親の引っ越しか何かで転校してきた子で、性格もあまり明るい子じゃなかったから、すぐにいじめの対象になった。
そして、私も暗い子で友達なんかいないに等しかった。唯一の違いは、勉強だけはできたのでいじめの対象にならなかった点くらい。

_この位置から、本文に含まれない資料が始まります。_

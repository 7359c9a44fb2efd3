//! Field kinds and composite type descriptors.
//!
//! Descriptors are declarative: an ordered field list whose order is the
//! declaration order of the external header. Offsets are never stored here;
//! they are derived by the [`layout`](crate::layout) engine.

use std::fmt;

use serde::{Deserialize, Serialize};
use twlayout_targets::{OsFamily, PrimitiveKind};

/// The kind of a single field.
#[derive(Debug, Clone, PartialEq, Eq, Serialize, Deserialize)]
#[serde(rename_all = "kebab-case")]
pub enum FieldType {
    /// A primitive kind resolved through the platform profile.
    Primitive(PrimitiveKind),
    /// A primitive kind chosen per OS family. Must be resolved to
    /// [`FieldType::Primitive`] before layout.
    Select(PlatformSelect),
    /// A fixed-size array. `count` is at least 1; a trailing array of one
    /// element keeps its nominal length.
    Array { element: Box<FieldType>, count: u32 },
    /// Another descriptor, by name.
    Nested(String),
    /// Overlapping members sharing one starting offset. Sized by the largest
    /// member, without padding up to the union's alignment.
    Union(Vec<FieldDescriptor>),
}

impl FieldType {
    /// Fixed-size array of `count` elements.
    pub fn array(element: FieldType, count: u32) -> Self {
        FieldType::Array {
            element: Box::new(element),
            count,
        }
    }

    /// Reference to a previously defined descriptor.
    pub fn nested(name: impl Into<String>) -> Self {
        FieldType::Nested(name.into())
    }

    /// Union of the given members.
    pub fn union(members: Vec<FieldDescriptor>) -> Self {
        FieldType::Union(members)
    }

    /// Parse a type expression: a primitive kind name or a type name,
    /// followed by zero or more `[N]` dimensions.
    ///
    /// `T[a][b]` is an array of `a` elements, each an array of `b` `T`s,
    /// following C declarator order.
    ///
    /// Examples:
    /// - `"uint16"`
    /// - `"int8[34]"`
    /// - `"TW_FIX32[3][3]"`
    pub fn parse(expr: &str) -> Result<Self, String> {
        let expr = expr.trim();
        let base_end = expr.find('[').unwrap_or(expr.len());
        let base = expr[..base_end].trim();
        if base.is_empty() {
            return Err(format!("missing base type in '{expr}'"));
        }
        if !base
            .chars()
            .all(|c| c.is_ascii_alphanumeric() || c == '_' || c == '-')
        {
            return Err(format!("invalid type name '{base}'"));
        }

        let mut dims = Vec::new();
        let mut rest = &expr[base_end..];
        while !rest.is_empty() {
            let inner = rest
                .strip_prefix('[')
                .ok_or_else(|| format!("expected '[' in '{expr}'"))?;
            let close = inner
                .find(']')
                .ok_or_else(|| format!("missing ']' in '{expr}'"))?;
            let count: u32 = inner[..close]
                .trim()
                .parse()
                .map_err(|_| format!("invalid array length '{}' in '{expr}'", &inner[..close]))?;
            dims.push(count);
            rest = inner[close + 1..].trim_start();
        }

        let mut ty = match base.parse::<PrimitiveKind>() {
            Ok(kind) => FieldType::Primitive(kind),
            Err(_) => FieldType::Nested(base.to_string()),
        };
        // Innermost dimension binds first.
        for count in dims.into_iter().rev() {
            ty = FieldType::array(ty, count);
        }
        Ok(ty)
    }
}

impl From<PrimitiveKind> for FieldType {
    fn from(kind: PrimitiveKind) -> Self {
        FieldType::Primitive(kind)
    }
}

impl fmt::Display for FieldType {
    fn fmt(&self, f: &mut fmt::Formatter<'_>) -> fmt::Result {
        match self {
            FieldType::Primitive(kind) => write!(f, "{kind}"),
            FieldType::Select(select) => write!(f, "{select}"),
            FieldType::Array { .. } => {
                let mut dims = Vec::new();
                let mut ty = self;
                while let FieldType::Array { element, count } = ty {
                    dims.push(*count);
                    ty = &**element;
                }
                write!(f, "{ty}")?;
                for count in dims {
                    write!(f, "[{count}]")?;
                }
                Ok(())
            }
            FieldType::Nested(name) => write!(f, "{name}"),
            FieldType::Union(members) => {
                write!(f, "union {{ ")?;
                for member in members {
                    write!(f, "{}: {}; ", member.name, member.ty)?;
                }
                write!(f, "}}")
            }
        }
    }
}

/// A primitive kind that depends on the OS family.
#[derive(Debug, Clone, PartialEq, Eq, Serialize, Deserialize)]
#[serde(rename_all = "kebab-case")]
pub struct PlatformSelect {
    /// Per-family choices.
    pub arms: Vec<(OsFamily, PrimitiveKind)>,
    /// Choice for families without an arm.
    #[serde(default)]
    pub fallback: Option<PrimitiveKind>,
}

impl PlatformSelect {
    /// `on_family` on `family`, `otherwise` everywhere else.
    pub fn on(family: OsFamily, on_family: PrimitiveKind, otherwise: PrimitiveKind) -> Self {
        Self {
            arms: vec![(family, on_family)],
            fallback: Some(otherwise),
        }
    }

    /// Pick exactly one kind for `os`.
    pub fn resolve(&self, os: OsFamily) -> Result<PrimitiveKind, String> {
        let matching: Vec<PrimitiveKind> = self
            .arms
            .iter()
            .filter(|(family, _)| *family == os)
            .map(|(_, kind)| *kind)
            .collect();
        match matching.as_slice() {
            [kind] => Ok(*kind),
            [] => self
                .fallback
                .ok_or_else(|| format!("no kind selected for {os}")),
            _ => Err(format!("{} kinds selected for {os}", matching.len())),
        }
    }
}

impl fmt::Display for PlatformSelect {
    fn fmt(&self, f: &mut fmt::Formatter<'_>) -> fmt::Result {
        write!(f, "select(")?;
        for (i, (family, kind)) in self.arms.iter().enumerate() {
            if i > 0 {
                write!(f, ", ")?;
            }
            write!(f, "{family}: {kind}")?;
        }
        if let Some(fallback) = self.fallback {
            if !self.arms.is_empty() {
                write!(f, ", ")?;
            }
            write!(f, "*: {fallback}")?;
        }
        write!(f, ")")
    }
}

/// A named field.
#[derive(Debug, Clone, PartialEq, Eq, Serialize, Deserialize)]
pub struct FieldDescriptor {
    pub name: String,
    #[serde(rename = "type")]
    pub ty: FieldType,
}

impl FieldDescriptor {
    pub fn new(name: impl Into<String>, ty: impl Into<FieldType>) -> Self {
        Self {
            name: name.into(),
            ty: ty.into(),
        }
    }
}

/// A composite type: a name and its fields in declaration order.
#[derive(Debug, Clone, PartialEq, Eq, Serialize, Deserialize)]
pub struct TypeDescriptor {
    pub name: String,
    pub fields: Vec<FieldDescriptor>,
}

impl TypeDescriptor {
    pub fn new(name: impl Into<String>, fields: Vec<FieldDescriptor>) -> Self {
        Self {
            name: name.into(),
            fields,
        }
    }

    /// Names of the descriptors this one references directly, including
    /// through arrays and unions.
    pub fn dependencies(&self) -> Vec<&str> {
        fn walk<'a>(ty: &'a FieldType, out: &mut Vec<&'a str>) {
            match ty {
                FieldType::Nested(name) => {
                    if !out.contains(&name.as_str()) {
                        out.push(name);
                    }
                }
                FieldType::Array { element, .. } => walk(element, out),
                FieldType::Union(members) => {
                    for m in members {
                        walk(&m.ty, out);
                    }
                }
                FieldType::Primitive(_) | FieldType::Select(_) => {}
            }
        }

        let mut out = Vec::new();
        for field in &self.fields {
            walk(&field.ty, &mut out);
        }
        out
    }
}

#[cfg(test)]
mod tests {
    use super::*;

    #[test]
    fn parse_primitive() {
        assert_eq!(
            FieldType::parse("uint16").unwrap(),
            FieldType::Primitive(PrimitiveKind::UInt16)
        );
    }

    #[test]
    fn parse_string_array() {
        assert_eq!(
            FieldType::parse("int8[34]").unwrap(),
            FieldType::array(PrimitiveKind::Int8.into(), 34)
        );
    }

    #[test]
    fn parse_two_dimensions() {
        let ty = FieldType::parse("TW_FIX32[3][2]").unwrap();
        assert_eq!(
            ty,
            FieldType::array(FieldType::array(FieldType::nested("TW_FIX32"), 2), 3)
        );
        assert_eq!(ty.to_string(), "TW_FIX32[3][2]");
    }

    #[test]
    fn parse_errors() {
        assert!(FieldType::parse("").is_err());
        assert!(FieldType::parse("[3]").is_err());
        assert!(FieldType::parse("uint8[").is_err());
        assert!(FieldType::parse("uint8[x]").is_err());
        assert!(FieldType::parse("uint8[2]x").is_err());
        assert!(FieldType::parse("unsigned short").is_err());
    }

    #[test]
    fn select_resolution() {
        let select = PlatformSelect::on(OsFamily::MacOs, PrimitiveKind::MemRef, PrimitiveKind::UInt32);
        assert_eq!(select.resolve(OsFamily::MacOs), Ok(PrimitiveKind::MemRef));
        assert_eq!(select.resolve(OsFamily::Linux), Ok(PrimitiveKind::UInt32));
    }

    #[test]
    fn select_must_pick_exactly_one() {
        let none = PlatformSelect {
            arms: vec![(OsFamily::MacOs, PrimitiveKind::MemRef)],
            fallback: None,
        };
        assert!(none.resolve(OsFamily::Windows).is_err());

        let both = PlatformSelect {
            arms: vec![
                (OsFamily::Linux, PrimitiveKind::Handle),
                (OsFamily::Linux, PrimitiveKind::UIntPtr),
            ],
            fallback: None,
        };
        assert!(both.resolve(OsFamily::Linux).is_err());
    }

    #[test]
    fn dependencies_walk_arrays_and_unions() {
        let ty = TypeDescriptor::new(
            "T",
            vec![
                FieldDescriptor::new("a", FieldType::array(FieldType::nested("A"), 3)),
                FieldDescriptor::new(
                    "u",
                    FieldType::union(vec![
                        FieldDescriptor::new("b", FieldType::nested("B")),
                        FieldDescriptor::new("a2", FieldType::nested("A")),
                    ]),
                ),
                FieldDescriptor::new("x", PrimitiveKind::UInt8),
            ],
        );
        assert_eq!(ty.dependencies(), vec!["A", "B"]);
    }

    #[test]
    fn display_union() {
        let ty = FieldType::union(vec![
            FieldDescriptor::new("ReturnCode", PrimitiveKind::UInt16),
            FieldDescriptor::new("CondCode", PrimitiveKind::UInt16),
        ]);
        assert_eq!(ty.to_string(), "union { ReturnCode: uint16; CondCode: uint16; }");
    }
}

そんな本の虫で図書委員も務めていた私と、遊び相手がいなくて図書室に来る彼女とは、それなりに会話するようになった。
自殺する前日も会話したけどよく覚えてる。
翌日、先生から彼女が昨晩首吊りしたという話を聞き、私だけ即警察のご厄介に。
「何で?」と思ったら、遺書に私の名前が書いてあったかららしい。
内心『いじめた奴の名前書けよ!』と憤慨したが、どうやらいじめの犯人として呼ばれたのではなく、親御さんにも「娘と仲良くしてくださってありがとうございました」と頭を下げられた。
親御さんの許しも得て遺書を読ませてもらったら、長々と自殺の理由を説明した後
『私の幸運と残りの寿命は、ただ一人親しくしてくれた(私)ちゃんにプレゼントします!』
そんなことが書いてあった。
以降、何かとツいている毎日。
と言っても「宝くじの一等賞が当たった」とか、その手の幸運は来ないんだけど、本当にちょっとした幸運だよね。
そして最近、子どもが産まれた。
出産で疲れ果て、ウトウトと眠り始めた頃
「(私)ちゃん! 返してもらうね」とあの子の声がした。
部屋には赤ん坊と私しかいなかった。
…子どもがときどき私の方をじっと見てくるような気がして、落ち着かない。